Exercise aim -
Restate the data below word for word, keeping each line intact.

========

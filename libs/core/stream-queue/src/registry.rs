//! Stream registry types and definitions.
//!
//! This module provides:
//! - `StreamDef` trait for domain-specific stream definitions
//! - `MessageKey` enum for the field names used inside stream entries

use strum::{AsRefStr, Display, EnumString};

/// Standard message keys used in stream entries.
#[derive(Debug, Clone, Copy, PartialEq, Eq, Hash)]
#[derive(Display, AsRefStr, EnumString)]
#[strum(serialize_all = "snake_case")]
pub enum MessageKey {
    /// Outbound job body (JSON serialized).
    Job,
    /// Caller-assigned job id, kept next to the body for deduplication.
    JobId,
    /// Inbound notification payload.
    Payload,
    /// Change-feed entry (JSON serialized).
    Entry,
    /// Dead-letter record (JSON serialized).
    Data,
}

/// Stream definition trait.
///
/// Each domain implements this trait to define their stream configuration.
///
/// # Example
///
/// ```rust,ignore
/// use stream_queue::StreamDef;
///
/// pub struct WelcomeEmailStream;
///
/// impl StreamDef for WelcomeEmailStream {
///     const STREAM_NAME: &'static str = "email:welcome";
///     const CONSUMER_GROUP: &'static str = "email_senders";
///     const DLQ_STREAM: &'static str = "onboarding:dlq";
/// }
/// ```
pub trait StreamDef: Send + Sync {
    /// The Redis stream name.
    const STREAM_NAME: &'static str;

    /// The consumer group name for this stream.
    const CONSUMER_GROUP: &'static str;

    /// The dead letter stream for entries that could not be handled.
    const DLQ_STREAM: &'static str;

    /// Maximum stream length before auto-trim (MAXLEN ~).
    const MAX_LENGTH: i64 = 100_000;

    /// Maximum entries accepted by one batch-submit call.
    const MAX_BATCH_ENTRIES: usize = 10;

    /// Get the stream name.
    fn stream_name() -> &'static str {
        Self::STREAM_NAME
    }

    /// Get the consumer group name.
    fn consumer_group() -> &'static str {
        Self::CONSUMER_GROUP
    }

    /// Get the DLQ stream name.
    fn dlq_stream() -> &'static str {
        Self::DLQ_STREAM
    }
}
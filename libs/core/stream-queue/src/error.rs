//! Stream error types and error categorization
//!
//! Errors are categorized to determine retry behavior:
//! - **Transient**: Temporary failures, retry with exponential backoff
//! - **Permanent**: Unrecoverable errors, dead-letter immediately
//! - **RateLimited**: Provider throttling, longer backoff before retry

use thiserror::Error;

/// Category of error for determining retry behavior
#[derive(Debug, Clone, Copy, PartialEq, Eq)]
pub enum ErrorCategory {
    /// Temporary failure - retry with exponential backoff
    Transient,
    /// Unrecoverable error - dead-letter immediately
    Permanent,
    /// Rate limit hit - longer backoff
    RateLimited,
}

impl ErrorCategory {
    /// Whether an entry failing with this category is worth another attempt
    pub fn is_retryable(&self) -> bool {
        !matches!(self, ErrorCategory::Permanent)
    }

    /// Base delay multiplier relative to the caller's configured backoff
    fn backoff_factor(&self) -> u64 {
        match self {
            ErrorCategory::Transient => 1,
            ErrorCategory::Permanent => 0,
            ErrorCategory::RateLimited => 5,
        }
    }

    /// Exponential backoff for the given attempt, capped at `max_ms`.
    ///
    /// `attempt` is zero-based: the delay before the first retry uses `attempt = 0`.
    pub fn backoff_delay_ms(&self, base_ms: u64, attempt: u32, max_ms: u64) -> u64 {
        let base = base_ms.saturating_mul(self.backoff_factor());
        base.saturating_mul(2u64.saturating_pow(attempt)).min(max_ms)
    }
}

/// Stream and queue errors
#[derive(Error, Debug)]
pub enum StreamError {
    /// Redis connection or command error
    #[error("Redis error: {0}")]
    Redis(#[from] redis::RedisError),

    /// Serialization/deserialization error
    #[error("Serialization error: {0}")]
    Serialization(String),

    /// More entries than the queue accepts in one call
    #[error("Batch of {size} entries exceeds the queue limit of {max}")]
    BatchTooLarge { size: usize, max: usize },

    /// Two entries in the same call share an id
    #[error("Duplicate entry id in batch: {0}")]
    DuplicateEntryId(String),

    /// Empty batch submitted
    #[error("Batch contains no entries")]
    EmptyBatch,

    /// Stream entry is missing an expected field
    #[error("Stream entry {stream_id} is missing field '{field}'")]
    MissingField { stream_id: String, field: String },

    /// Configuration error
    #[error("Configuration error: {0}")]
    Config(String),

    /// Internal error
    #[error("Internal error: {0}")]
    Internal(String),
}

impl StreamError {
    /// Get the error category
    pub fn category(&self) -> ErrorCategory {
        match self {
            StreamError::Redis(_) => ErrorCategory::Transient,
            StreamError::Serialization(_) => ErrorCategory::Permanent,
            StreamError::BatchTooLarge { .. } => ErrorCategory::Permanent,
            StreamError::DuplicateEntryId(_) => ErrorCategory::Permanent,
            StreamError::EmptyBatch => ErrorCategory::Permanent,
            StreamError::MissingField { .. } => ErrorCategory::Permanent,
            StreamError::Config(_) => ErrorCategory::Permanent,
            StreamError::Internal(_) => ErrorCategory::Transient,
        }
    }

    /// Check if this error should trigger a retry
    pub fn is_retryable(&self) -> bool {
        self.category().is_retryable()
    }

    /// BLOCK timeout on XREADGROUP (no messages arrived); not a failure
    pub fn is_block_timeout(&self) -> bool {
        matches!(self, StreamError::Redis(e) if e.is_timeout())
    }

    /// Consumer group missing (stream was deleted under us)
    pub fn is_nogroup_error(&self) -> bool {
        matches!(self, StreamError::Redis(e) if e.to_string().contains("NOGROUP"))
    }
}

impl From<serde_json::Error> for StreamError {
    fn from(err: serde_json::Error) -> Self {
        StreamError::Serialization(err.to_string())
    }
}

========

Output of the task -
filename libs/core/stream-queue/src/registry.rs
//! Stream registry types and definitions.
//!
//! This module provides:
//! - `StreamDef` trait for domain-specific stream definitions
//! - `MessageKey` enum for the field names used inside stream entries

use strum::{AsRefStr, Display, EnumString};

/// Standard message keys used in stream entries.
#[derive(Debug, Clone, Copy, PartialEq, Eq, Hash)]
#[derive(Display, AsRefStr, EnumString)]
#[strum(serialize_all = "snake_case")]
pub enum MessageKey {
    /// Outbound job body (JSON serialized).
    Job,
    /// Caller-assigned job id, kept next to the body for deduplication.
    JobId,
    /// Inbound notification payload.
    Payload,
    /// Change-feed entry (JSON serialized).
    Entry,
    /// Dead-letter record (JSON serialized).
    Data,
}

/// Stream definition trait.
///
/// Each domain implements this trait to define their stream configuration.
///
/// # Example
///
/// ```rust,ignore
/// use stream_queue::StreamDef;
///
/// pub struct WelcomeEmailStream;
///
/// impl StreamDef for WelcomeEmailStream {
///     const STREAM_NAME: &'static str = "email:welcome";
///     const CONSUMER_GROUP: &'static str = "email_senders";
///     const DLQ_STREAM: &'static str = "onboarding:dlq";
/// }
/// ```
pub trait StreamDef: Send + Sync {
    /// The Redis stream name.
    const STREAM_NAME: &'static str;

    /// The consumer group name for this stream.
    const CONSUMER_GROUP: &'static str;

    /// The dead letter stream for entries that could not be handled.
    const DLQ_STREAM: &'static str;

    /// Maximum stream length before auto-trim (MAXLEN ~).
    const MAX_LENGTH: i64 = 100_000;

    /// Maximum entries accepted by one batch-submit call.
    const MAX_BATCH_ENTRIES: usize = 10;

    /// Get the stream name.
    fn stream_name() -> &'static str {
        Self::STREAM_NAME
    }

    /// Get the consumer group name.
    fn consumer_group() -> &'static str {
        Self::CONSUMER_GROUP
    }

    /// Get the DLQ stream name.
    fn dlq_stream() -> &'static str {
        Self::DLQ_STREAM
    }
}
filename libs/core/stream-queue/src/error.rs
//! Stream error types and error categorization
//!
//! Errors are categorized to determine retry behavior:
//! - **Transient**: Temporary failures, retry with exponential backoff
//! - **Permanent**: Unrecoverable errors, dead-letter immediately
//! - **RateLimited**: Provider throttling, longer backoff before retry

use thiserror::Error;

/// Category of error for determining retry behavior
#[derive(Debug, Clone, Copy, PartialEq, Eq)]
pub enum ErrorCategory {
    /// Temporary failure - retry with exponential backoff
    Transient,
    /// Unrecoverable error - dead-letter immediately
    Permanent,
    /// Rate limit hit - longer backoff
    RateLimited,
}

impl ErrorCategory {
    /// Whether an entry failing with this category is worth another attempt
    pub fn is_retryable(&self) -> bool {
        !matches!(self, ErrorCategory::Permanent)
    }

    /// Base delay multiplier relative to the caller's configured backoff
    fn backoff_factor(&self) -> u64 {
        match self {
            ErrorCategory::Transient => 1,
            ErrorCategory::Permanent => 0,
            ErrorCategory::RateLimited => 5,
        }
    }

    /// Exponential backoff for the given attempt, capped at `max_ms`.
    ///
    /// `attempt` is zero-based: the delay before the first retry uses `attempt = 0`.
    pub fn backoff_delay_ms(&self, base_ms: u64, attempt: u32, max_ms: u64) -> u64 {
        let base = base_ms.saturating_mul(self.backoff_factor());
        base.saturating_mul(2u64.saturating_pow(attempt)).min(max_ms)
    }
}

/// Stream and queue errors
#[derive(Error, Debug)]
pub enum StreamError {
    /// Redis connection or command error
    #[error("Redis error: {0}")]
    Redis(#[from] redis::RedisError),

    /// Serialization/deserialization error
    #[error("Serialization error: {0}")]
    Serialization(String),

    /// More entries than the queue accepts in one call
    #[error("Batch of {size} entries exceeds the queue limit of {max}")]
    BatchTooLarge { size: usize, max: usize },

    /// Two entries in the same call share an id
    #[error("Duplicate entry id in batch: {0}")]
    DuplicateEntryId(String),

    /// Empty batch submitted
    #[error("Batch contains no entries")]
    EmptyBatch,

    /// Stream entry is missing an expected field
    #[error("Stream entry {stream_id} is missing field '{field}'")]
    MissingField { stream_id: String, field: String },

    /// Configuration error
    #[error("Configuration error: {0}")]
    Config(String),

    /// Internal error
    #[error("Internal error: {0}")]
    Internal(String),
}

impl StreamError {
    /// Get the error category
    pub fn category(&self) -> ErrorCategory {
        match self {
            StreamError::Redis(_) => ErrorCategory::Transient,
            StreamError::Serialization(_) => ErrorCategory::Permanent,
            StreamError::BatchTooLarge { .. } => ErrorCategory::Permanent,
            StreamError::DuplicateEntryId(_) => ErrorCategory::Permanent,
            StreamError::EmptyBatch => ErrorCategory::Permanent,
            StreamError::MissingField { .. } => ErrorCategory::Permanent,
            StreamError::Config(_) => ErrorCategory::Permanent,
            StreamError::Internal(_) => ErrorCategory::Transient,
        }
    }

    /// Check if this error should trigger a retry
    pub fn is_retryable(&self) -> bool {
        self.category().is_retryable()
    }

    /// BLOCK timeout on XREADGROUP (no messages arrived); not a failure
    pub fn is_block_timeout(&self) -> bool {
        matches!(self, StreamError::Redis(e) if e.is_timeout())
    }

    /// Consumer group missing (stream was deleted under us)
    pub fn is_nogroup_error(&self) -> bool {
        matches!(self, StreamError::Redis(e) if e.to_string().contains("NOGROUP"))
    }
}

impl From<serde_json::Error> for StreamError {
    fn from(err: serde_json::Error) -> Self {
        StreamError::Serialization(err.to_string())
    }
}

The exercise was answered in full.